A two-dimensional axisymmetric mathematical model of electron-beam autocrucible melting is developed and examined. Here, the hypothesis is used that forced convective heat transfer in the melt may be modelled with the help of the coefficient of effective thermal conductivity, λE. A simplified approach is used in which λE is assumed to be known. In another approach the value of λE depends on a prescribed value of a mean melt-stirring velocity and a mean liquid-pool radius which is determined in the course of solving of the problem. With the help of the Kirchoff transformation and a Green function we may reduce the problem to a nonlinear Hammerstein integral equation. Here, a dependence of the thermal-conductivity coefficient on the temperature, λS(T), at the cooled surfaces is disregarded and constant (mean) values of λS are utilized.

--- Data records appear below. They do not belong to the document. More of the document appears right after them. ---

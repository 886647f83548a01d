use async_trait::async_trait;
use reqwest::Client;
use serde::Deserialize;
use serde_json::Value;

use crate::error::PipelineError;
use crate::services::payload::ProviderPayload;
use crate::services::poller::{GenerationProvider, RemoteStatus, StatusReport};

const PROVIDER: &str = "replicate";

/// Client for Replicate model predictions.
pub struct ReplicateClient {
    http: Client,
    base_url: String,
    api_token: Option<String>,
}

#[derive(Deserialize)]
struct PredictionResponse {
    id: Option<String>,
    status: Option<String>,
    output: Option<Value>,
    error: Option<Value>,
    logs: Option<String>,
}

impl ReplicateClient {
    pub fn new(http: Client, base_url: String, api_token: Option<String>) -> Self {
        Self {
            http,
            base_url: base_url.trim_end_matches('/').to_string(),
            api_token,
        }
    }

    fn token(&self) -> Result<&str, PipelineError> {
        self.api_token
            .as_deref()
            .filter(|token| !token.is_empty())
            .ok_or_else(|| PipelineError::Configuration("REPLICATE_API_TOKEN not set".to_string()))
    }
}

/// Replicate status vocabulary: `starting`, `processing`, `succeeded`,
/// `failed`, `canceled`, `aborted`.
fn map_status(status: &str) -> RemoteStatus {
    match status {
        "starting" | "processing" => RemoteStatus::Running,
        "succeeded" => RemoteStatus::Succeeded,
        "failed" => RemoteStatus::Failed,
        "canceled" | "cancelled" | "aborted" => RemoteStatus::Canceled,
        other => {
            tracing::warn!(provider = PROVIDER, status = other, "Unrecognized prediction status, still polling");
            RemoteStatus::Running
        }
    }
}

/// Replicate reports `error` as a string, but some models return an object.
fn error_text(error: Option<Value>) -> Option<String> {
    match error? {
        Value::Null => None,
        Value::String(text) => Some(text),
        other => Some(other.to_string()),
    }
}

#[async_trait]
impl GenerationProvider for ReplicateClient {
    fn name(&self) -> &'static str {
        PROVIDER
    }

    async fn submit(&self, payload: &ProviderPayload) -> Result<String, PipelineError> {
        let token = self.token()?;
        let url = format!("{}/models/{}/predictions", self.base_url, payload.target());

        let response = self
            .http
            .post(&url)
            .bearer_auth(token)
            .json(payload.body())
            .send()
            .await
            .map_err(PipelineError::transport(PROVIDER))?;

        let status = response.status();
        let body = response
            .text()
            .await
            .map_err(PipelineError::transport(PROVIDER))?;
        if !status.is_success() {
            return Err(PipelineError::Submission {
                provider: PROVIDER,
                status: status.as_u16(),
                body,
            });
        }

        let prediction: PredictionResponse =
            serde_json::from_str(&body).map_err(|_| PipelineError::Submission {
                provider: PROVIDER,
                status: status.as_u16(),
                body: body.clone(),
            })?;

        match prediction.id.filter(|id| !id.is_empty()) {
            Some(id) => Ok(id),
            None => Err(PipelineError::Submission {
                provider: PROVIDER,
                status: status.as_u16(),
                body: format!("no prediction id in response: {body}"),
            }),
        }
    }

    async fn status(&self, remote_id: &str) -> Result<StatusReport, PipelineError> {
        let token = self.token()?;
        let url = format!("{}/predictions/{}", self.base_url, remote_id);

        let response = self
            .http
            .get(&url)
            .bearer_auth(token)
            .send()
            .await
            .map_err(PipelineError::transport(PROVIDER))?;

        let status = response.status();
        if !status.is_success() {
            let body = response
                .text()
                .await
                .unwrap_or_else(|_| "<unreadable body>".to_string());
            return Err(PipelineError::Provider {
                provider: PROVIDER,
                status: status.as_u16(),
                body,
            });
        }

        let prediction: PredictionResponse = response
            .json()
            .await
            .map_err(PipelineError::transport(PROVIDER))?;

        Ok(StatusReport {
            status: map_status(prediction.status.as_deref().unwrap_or("starting")),
            output: prediction.output,
            error: error_text(prediction.error),
            logs: prediction.logs.filter(|logs| !logs.is_empty()),
        })
    }
}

In order to solve the problem in the case where this dependence λS(T) is taken into account, an axuiliary Green-function method is proposed which also permits to take into account a change of the heat-exchange coefficients on the autocrucible. This reduces the problem to a system of three integral Hammerstein equations. Numerical solutions of the nonlinear integral equations are obtained with the help of a variational (projective-net) method for the case of circular scanning of an electron beam over the heated surface. The computational results are well consistent with experimental data.